Matching on Generalized Propensity Scores with Continuous Exposures

In the context of a binary treatment, matching is a well-established approach in causal inference. However, in the context of a continuous treatment or exposure, matching is still underdeveloped. We propose an innovative matching approach to estimate an average causal exposure-response function under the setting of continuous exposures that relies on the generalized propensity score (GPS). Our approach maintains the following attractive features of matching: a) clear separation between the design and the analysis; b) robustness to model misspecification or to the presence of extreme values of the estimated GPS; c) straightforward assessment of covariate balance.

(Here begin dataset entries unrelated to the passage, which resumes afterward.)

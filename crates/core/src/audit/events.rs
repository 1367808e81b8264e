use chrono::{DateTime, Utc};
use serde::{Deserialize, Serialize};

/// Audit event types for the queue lifecycle.
#[derive(Debug, Clone, Serialize, Deserialize)]
#[serde(tag = "type", rename_all = "snake_case")]
pub enum AuditEvent {
    // System events
    ServiceStarted {
        version: String,
        config_hash: String,
    },
    ServiceStopped {
        reason: String,
    },

    // Queue item lifecycle
    QueueItemAdded {
        item_id: i64,
        catalog_id: Option<String>,
        kind: String,
        requested_by: Option<String>,
    },
    StateChanged {
        item_id: i64,
        from_status: String,
        to_status: String,
        reason: Option<String>,
    },
    QueueItemUpdated {
        item_id: i64,
        fields: Vec<String>,
    },
    DownloadStarted {
        item_id: i64,
        assigned_id: String,
    },
    DownloadProgress {
        item_id: i64,
        progress: f64,
        download_speed_bps: u64,
    },
    DownloadCompleted {
        item_id: i64,
        assigned_id: String,
    },
    DownloadFailed {
        item_id: i64,
        reason: String,
    },
    DownloadCancelled {
        item_id: i64,
        cancelled_by: Option<String>,
    },
    DownloadPaused {
        item_id: i64,
    },
    DownloadResumed {
        item_id: i64,
    },
}

impl AuditEvent {
    /// Returns the event type as a string for storage
    pub fn event_type(&self) -> &'static str {
        match self {
            Self::ServiceStarted { .. } => "service_started",
            Self::ServiceStopped { .. } => "service_stopped",
            Self::QueueItemAdded { .. } => "queue:item_added",
            Self::StateChanged { .. } => "state:changed",
            Self::QueueItemUpdated { .. } => "queue:updated",
            Self::DownloadStarted { .. } => "download:started",
            Self::DownloadProgress { .. } => "download:progress",
            Self::DownloadCompleted { .. } => "download:completed",
            Self::DownloadFailed { .. } => "download:failed",
            Self::DownloadCancelled { .. } => "download:cancelled",
            Self::DownloadPaused { .. } => "download:paused",
            Self::DownloadResumed { .. } => "download:resumed",
        }
    }

    /// Extract the queue item id if this event is item-related
    pub fn item_id(&self) -> Option<i64> {
        match self {
            Self::ServiceStarted { .. } | Self::ServiceStopped { .. } => None,
            Self::QueueItemAdded { item_id, .. }
            | Self::StateChanged { item_id, .. }
            | Self::QueueItemUpdated { item_id, .. }
            | Self::DownloadStarted { item_id, .. }
            | Self::DownloadProgress { item_id, .. }
            | Self::DownloadCompleted { item_id, .. }
            | Self::DownloadFailed { item_id, .. }
            | Self::DownloadCancelled { item_id, .. }
            | Self::DownloadPaused { item_id }
            | Self::DownloadResumed { item_id } => Some(*item_id),
        }
    }

    /// Extract user_id if this event was triggered by a user action
    pub fn user_id(&self) -> Option<&str> {
        match self {
            Self::QueueItemAdded { requested_by, .. } => requested_by.as_deref(),
            Self::DownloadCancelled { cancelled_by, .. } => cancelled_by.as_deref(),
            _ => None,
        }
    }
}

/// A stored audit record with metadata
#[derive(Debug, Clone, Serialize, Deserialize)]
pub struct AuditRecord {
    pub id: i64,
    pub timestamp: DateTime<Utc>,
    pub event_type: String,
    pub item_id: Option<i64>,
    pub user_id: Option<String>,
    pub data: AuditEvent,
}

#[cfg(test)]
mod tests {
    use super::*;

    #[test]
    fn test_event_type_service_started() {
        let event = AuditEvent::ServiceStarted {
            version: "0.1.0".to_string(),
            config_hash: "abc123".to_string(),
        };
        assert_eq!(event.event_type(), "service_started");
        assert_eq!(event.item_id(), None);
        assert_eq!(event.user_id(), None);
    }

    #[test]
    fn test_event_type_queue_item_added() {
        let event = AuditEvent::QueueItemAdded {
            item_id: 1,
            catalog_id: Some("cat-1".to_string()),
            kind: "torrent".to_string(),
            requested_by: Some("user-456".to_string()),
        };
        assert_eq!(event.event_type(), "queue:item_added");
        assert_eq!(event.item_id(), Some(1));
        assert_eq!(event.user_id(), Some("user-456"));
    }

    #[test]
    fn test_event_type_state_changed() {
        let event = AuditEvent::StateChanged {
            item_id: 1,
            from_status: "queued".to_string(),
            to_status: "searching".to_string(),
            reason: Some("auto-transition".to_string()),
        };
        assert_eq!(event.event_type(), "state:changed");
        assert_eq!(event.item_id(), Some(1));
        assert_eq!(event.user_id(), None);
    }

    #[test]
    fn test_event_type_download_cancelled() {
        let event = AuditEvent::DownloadCancelled {
            item_id: 1,
            cancelled_by: Some("admin".to_string()),
        };
        assert_eq!(event.event_type(), "download:cancelled");
        assert_eq!(event.item_id(), Some(1));
        assert_eq!(event.user_id(), Some("admin"));
    }

    #[test]
    fn test_serialize_deserialize_service_started() {
        let event = AuditEvent::ServiceStarted {
            version: "0.1.0".to_string(),
            config_hash: "abc123".to_string(),
        };
        let json = serde_json::to_string(&event).unwrap();
        assert!(json.contains("\"type\":\"service_started\""));
        assert!(json.contains("\"version\":\"0.1.0\""));

        let deserialized: AuditEvent = serde_json::from_str(&json).unwrap();
        assert_eq!(deserialized.event_type(), "service_started");
    }

    #[test]
    fn test_serialize_deserialize_queue_item_added() {
        let event = AuditEvent::QueueItemAdded {
            item_id: 42,
            catalog_id: None,
            kind: "magnet".to_string(),
            requested_by: Some("user-1".to_string()),
        };
        let json = serde_json::to_string(&event).unwrap();
        let deserialized: AuditEvent = serde_json::from_str(&json).unwrap();

        assert_eq!(deserialized.event_type(), "queue:item_added");
        assert_eq!(deserialized.item_id(), Some(42));
        assert_eq!(deserialized.user_id(), Some("user-1"));
    }

    #[test]
    fn test_audit_record_serialize() {
        let record = AuditRecord {
            id: 1,
            timestamp: Utc::now(),
            event_type: "service_started".to_string(),
            item_id: None,
            user_id: None,
            data: AuditEvent::ServiceStarted {
                version: "0.1.0".to_string(),
                config_hash: "abc123".to_string(),
            },
        };
        let json = serde_json::to_string(&record).unwrap();
        assert!(json.contains("\"id\":1"));
        assert!(json.contains("\"event_type\":\"service_started\""));
    }
}
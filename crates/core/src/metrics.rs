//! Prometheus metrics for core components.
//!
//! This module provides metrics for:
//! - Queue (depth per status, item lifecycle)
//! - Orchestrator (search, downloads, retries, catalog worker pool)
//! - Pipeline (conversions, placements, seeding)
//! - External services (indexers, torrent client)

use once_cell::sync::Lazy;
use prometheus::{HistogramOpts, HistogramVec, IntCounter, IntCounterVec, IntGauge, Opts};

// =============================================================================
// Queue Metrics
// =============================================================================

/// Current total queue depth across all statuses.
pub static QUEUE_DEPTH: Lazy<IntGauge> = Lazy::new(|| {
    IntGauge::new("bookwright_queue_items", "Queue items currently tracked").unwrap()
});

/// Current queue depth per status, refreshed each monitor-loop tick.
pub static QUEUE_DEPTH_BY_STATUS: Lazy<IntCounterVec> = Lazy::new(|| {
    IntCounterVec::new(
        Opts::new(
            "bookwright_queue_depth_by_status",
            "Queue items currently in each status",
        ),
        &["status"],
    )
    .unwrap()
});

/// Items enqueued total.
pub static ITEMS_ENQUEUED: Lazy<IntCounterVec> = Lazy::new(|| {
    IntCounterVec::new(
        Opts::new("bookwright_items_enqueued_total", "Total queue items enqueued"),
        &["kind"], // "torrent", "catalog"
    )
    .unwrap()
});

/// Items that reached a terminal state, by final status.
pub static ITEMS_TERMINATED: Lazy<IntCounterVec> = Lazy::new(|| {
    IntCounterVec::new(
        Opts::new(
            "bookwright_items_terminated_total",
            "Total queue items that reached a terminal state",
        ),
        &["status"],
    )
    .unwrap()
});

// =============================================================================
// Orchestrator - Search Metrics
// =============================================================================

/// Search attempts total by result.
pub static SEARCH_ATTEMPTS: Lazy<IntCounterVec> = Lazy::new(|| {
    IntCounterVec::new(
        Opts::new("bookwright_search_attempts_total", "Total search attempts"),
        &["result"], // "found", "no_candidates", "failed"
    )
    .unwrap()
});

/// Search duration in seconds.
pub static SEARCH_DURATION: Lazy<HistogramVec> = Lazy::new(|| {
    HistogramVec::new(
        HistogramOpts::new("bookwright_search_duration_seconds", "Duration of search calls")
            .buckets(vec![0.1, 0.25, 0.5, 1.0, 2.5, 5.0, 10.0, 30.0]),
        &["result"],
    )
    .unwrap()
});

/// Candidates found per search.
pub static CANDIDATES_FOUND: Lazy<HistogramVec> = Lazy::new(|| {
    HistogramVec::new(
        HistogramOpts::new(
            "bookwright_candidates_found",
            "Number of candidates found per search",
        )
        .buckets(vec![0.0, 1.0, 5.0, 10.0, 25.0, 50.0, 100.0]),
        &[],
    )
    .unwrap()
});

/// Best candidate confidence scores.
pub static MATCH_CONFIDENCE: Lazy<HistogramVec> = Lazy::new(|| {
    HistogramVec::new(
        HistogramOpts::new(
            "bookwright_match_confidence",
            "Distribution of best candidate confidence scores",
        )
        .buckets(vec![
            10.0, 20.0, 30.0, 40.0, 50.0, 60.0, 70.0, 80.0, 90.0, 95.0, 100.0,
        ]),
        &[],
    )
    .unwrap()
});

// =============================================================================
// Orchestrator - Download Metrics
// =============================================================================

/// Downloads started total, by kind.
pub static DOWNLOADS_STARTED: Lazy<IntCounterVec> = Lazy::new(|| {
    IntCounterVec::new(
        Opts::new("bookwright_downloads_started_total", "Total downloads started"),
        &["kind"], // "torrent", "catalog"
    )
    .unwrap()
});

/// Downloads completed total, by kind.
pub static DOWNLOADS_COMPLETED: Lazy<IntCounterVec> = Lazy::new(|| {
    IntCounterVec::new(
        Opts::new(
            "bookwright_downloads_completed_total",
            "Total downloads completed successfully",
        ),
        &["kind"],
    )
    .unwrap()
});

/// Downloads failed total, by kind.
pub static DOWNLOADS_FAILED: Lazy<IntCounterVec> = Lazy::new(|| {
    IntCounterVec::new(
        Opts::new("bookwright_downloads_failed_total", "Total downloads that failed"),
        &["kind"],
    )
    .unwrap()
});

/// Download duration in seconds.
pub static DOWNLOAD_DURATION: Lazy<HistogramVec> = Lazy::new(|| {
    HistogramVec::new(
        HistogramOpts::new("bookwright_download_duration_seconds", "Duration of downloads")
            .buckets(vec![
                30.0, 60.0, 120.0, 300.0, 600.0, 1800.0, 3600.0, 7200.0, 14400.0,
            ]),
        &["kind", "result"], // result: "success", "failed"
    )
    .unwrap()
});

/// Retry attempts total by failure kind (mirrors `queue::FailureKind`).
pub static RETRY_ATTEMPTS: Lazy<IntCounterVec> = Lazy::new(|| {
    IntCounterVec::new(
        Opts::new("bookwright_retry_attempts_total", "Total retry attempts"),
        &["failure_kind"], // "search", "download", "audible_download", "conversion", "import"
    )
    .unwrap()
});

/// Items that exhausted their retry budget and reached a permanent failure status.
pub static RETRY_BUDGET_EXHAUSTED: Lazy<IntCounterVec> = Lazy::new(|| {
    IntCounterVec::new(
        Opts::new(
            "bookwright_retry_budget_exhausted_total",
            "Total items that exhausted their retry budget",
        ),
        &["failure_kind"],
    )
    .unwrap()
});

// =============================================================================
// Catalog Worker Pool Metrics
// =============================================================================

/// Catalog worker pool slots currently occupied.
pub static CATALOG_POOL_ACTIVE: Lazy<IntGauge> = Lazy::new(|| {
    IntGauge::new(
        "bookwright_catalog_pool_active",
        "Catalog worker pool slots currently occupied",
    )
    .unwrap()
});

/// Catalog worker pool dispatches waiting for a free slot.
pub static CATALOG_POOL_QUEUED: Lazy<IntGauge> = Lazy::new(|| {
    IntGauge::new(
        "bookwright_catalog_pool_queued",
        "Catalog worker pool dispatches waiting for a free slot",
    )
    .unwrap()
});

/// Catalog worker jobs processed total, by outcome.
pub static CATALOG_WORKER_JOBS: Lazy<IntCounterVec> = Lazy::new(|| {
    IntCounterVec::new(
        Opts::new(
            "bookwright_catalog_worker_jobs_total",
            "Total catalog worker jobs processed",
        ),
        &["result"], // "success", "failed", "cancelled"
    )
    .unwrap()
});

// =============================================================================
// Pipeline Metrics
// =============================================================================

/// Conversions total by result.
pub static CONVERSIONS_TOTAL: Lazy<IntCounterVec> = Lazy::new(|| {
    IntCounterVec::new(
        Opts::new("bookwright_conversions_total", "Total file conversions"),
        &["result"], // "success", "failed", "skipped"
    )
    .unwrap()
});

/// Conversion duration in seconds.
pub static CONVERSION_DURATION: Lazy<HistogramVec> = Lazy::new(|| {
    HistogramVec::new(
        HistogramOpts::new(
            "bookwright_conversion_duration_seconds",
            "Duration of file conversions",
        )
        .buckets(vec![
            1.0, 5.0, 10.0, 30.0, 60.0, 120.0, 300.0, 600.0, 1800.0,
        ]),
        &[],
    )
    .unwrap()
});

/// Placements total by result.
pub static PLACEMENTS_TOTAL: Lazy<IntCounterVec> = Lazy::new(|| {
    IntCounterVec::new(
        Opts::new("bookwright_placements_total", "Total file placements"),
        &["result"], // "success", "failed", "rollback"
    )
    .unwrap()
});

/// Files placed total.
pub static FILES_PLACED: Lazy<IntCounter> = Lazy::new(|| {
    IntCounter::new(
        "bookwright_files_placed_total",
        "Total files placed to destination",
    )
    .unwrap()
});

/// Items that reached Imported/SeedingComplete and were removed from the queue.
pub static ITEMS_COMPLETED: Lazy<IntCounter> = Lazy::new(|| {
    IntCounter::new(
        "bookwright_items_completed_total",
        "Total queue items completed successfully",
    )
    .unwrap()
});

/// Items currently seeding, tracked by the orchestrator.
pub static SEEDING_ACTIVE: Lazy<IntGauge> = Lazy::new(|| {
    IntGauge::new(
        "bookwright_seeding_active",
        "Queue items currently in the Seeding status",
    )
    .unwrap()
});

// =============================================================================
// External Service Metrics
// =============================================================================

/// External service request duration.
pub static EXTERNAL_SERVICE_DURATION: Lazy<HistogramVec> = Lazy::new(|| {
    HistogramVec::new(
        HistogramOpts::new(
            "bookwright_external_service_duration_seconds",
            "Duration of external service calls",
        )
        .buckets(vec![0.05, 0.1, 0.25, 0.5, 1.0, 2.5, 5.0, 10.0, 30.0]),
        &["service", "operation"],
    )
    .unwrap()
});

/// External service requests total.
pub static EXTERNAL_SERVICE_REQUESTS: Lazy<IntCounterVec> = Lazy::new(|| {
    IntCounterVec::new(
        Opts::new(
            "bookwright_external_service_requests_total",
            "Total external service requests",
        ),
        &["service", "operation", "status"], // status: "success", "error"
    )
    .unwrap()
});

/// Search results returned from indexers.
pub static SEARCH_RESULTS: Lazy<HistogramVec> = Lazy::new(|| {
    HistogramVec::new(
        HistogramOpts::new(
            "bookwright_indexer_search_results",
            "Number of search results returned per indexer query",
        )
        .buckets(vec![0.0, 1.0, 5.0, 10.0, 25.0, 50.0, 100.0, 250.0]),
        &[],
    )
    .unwrap()
});

// =============================================================================
// Helper functions
// =============================================================================

/// Get all core metrics for registration in a registry.
pub fn all_metrics() -> Vec<Box<dyn prometheus::core::Collector>> {
    vec![
        // Queue
        Box::new(QUEUE_DEPTH.clone()),
        Box::new(QUEUE_DEPTH_BY_STATUS.clone()),
        Box::new(ITEMS_ENQUEUED.clone()),
        Box::new(ITEMS_TERMINATED.clone()),
        // Search
        Box::new(SEARCH_ATTEMPTS.clone()),
        Box::new(SEARCH_DURATION.clone()),
        Box::new(CANDIDATES_FOUND.clone()),
        Box::new(MATCH_CONFIDENCE.clone()),
        // Downloads
        Box::new(DOWNLOADS_STARTED.clone()),
        Box::new(DOWNLOADS_COMPLETED.clone()),
        Box::new(DOWNLOADS_FAILED.clone()),
        Box::new(DOWNLOAD_DURATION.clone()),
        Box::new(RETRY_ATTEMPTS.clone()),
        Box::new(RETRY_BUDGET_EXHAUSTED.clone()),
        // Catalog worker pool
        Box::new(CATALOG_POOL_ACTIVE.clone()),
        Box::new(CATALOG_POOL_QUEUED.clone()),
        Box::new(CATALOG_WORKER_JOBS.clone()),
        // Pipeline
        Box::new(CONVERSIONS_TOTAL.clone()),
        Box::new(CONVERSION_DURATION.clone()),
        Box::new(PLACEMENTS_TOTAL.clone()),
        Box::new(FILES_PLACED.clone()),
        Box::new(ITEMS_COMPLETED.clone()),
        Box::new(SEEDING_ACTIVE.clone()),
        // External services
        Box::new(EXTERNAL_SERVICE_DURATION.clone()),
        Box::new(EXTERNAL_SERVICE_REQUESTS.clone()),
        Box::new(SEARCH_RESULTS.clone()),
    ]
}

We first introduce an assumption of identifiability, called local weak unconfoundedness. Under this assumption and mild smoothness conditions, we provide theoretical guarantees that our proposed matching estimator attains point-wise consistency and asymptotic normality. In simulations, our proposed matching approach outperforms existing methods under settings of model misspecification or the presence of extreme values of the estimated GPS. We apply our proposed method to estimate the average causal exposure-response function between long-term PM$_{2.5}$ exposure and all-cause mortality among 68.5 million Medicare enrollees, 2000-2016. We found strong evidence of a harmful effect of long-term PM$_{2.5}$ exposure on mortality. Code for the proposed matching approach is provided in the CausalGPS R package, which is available on CRAN and provides a computationally efficient implementation.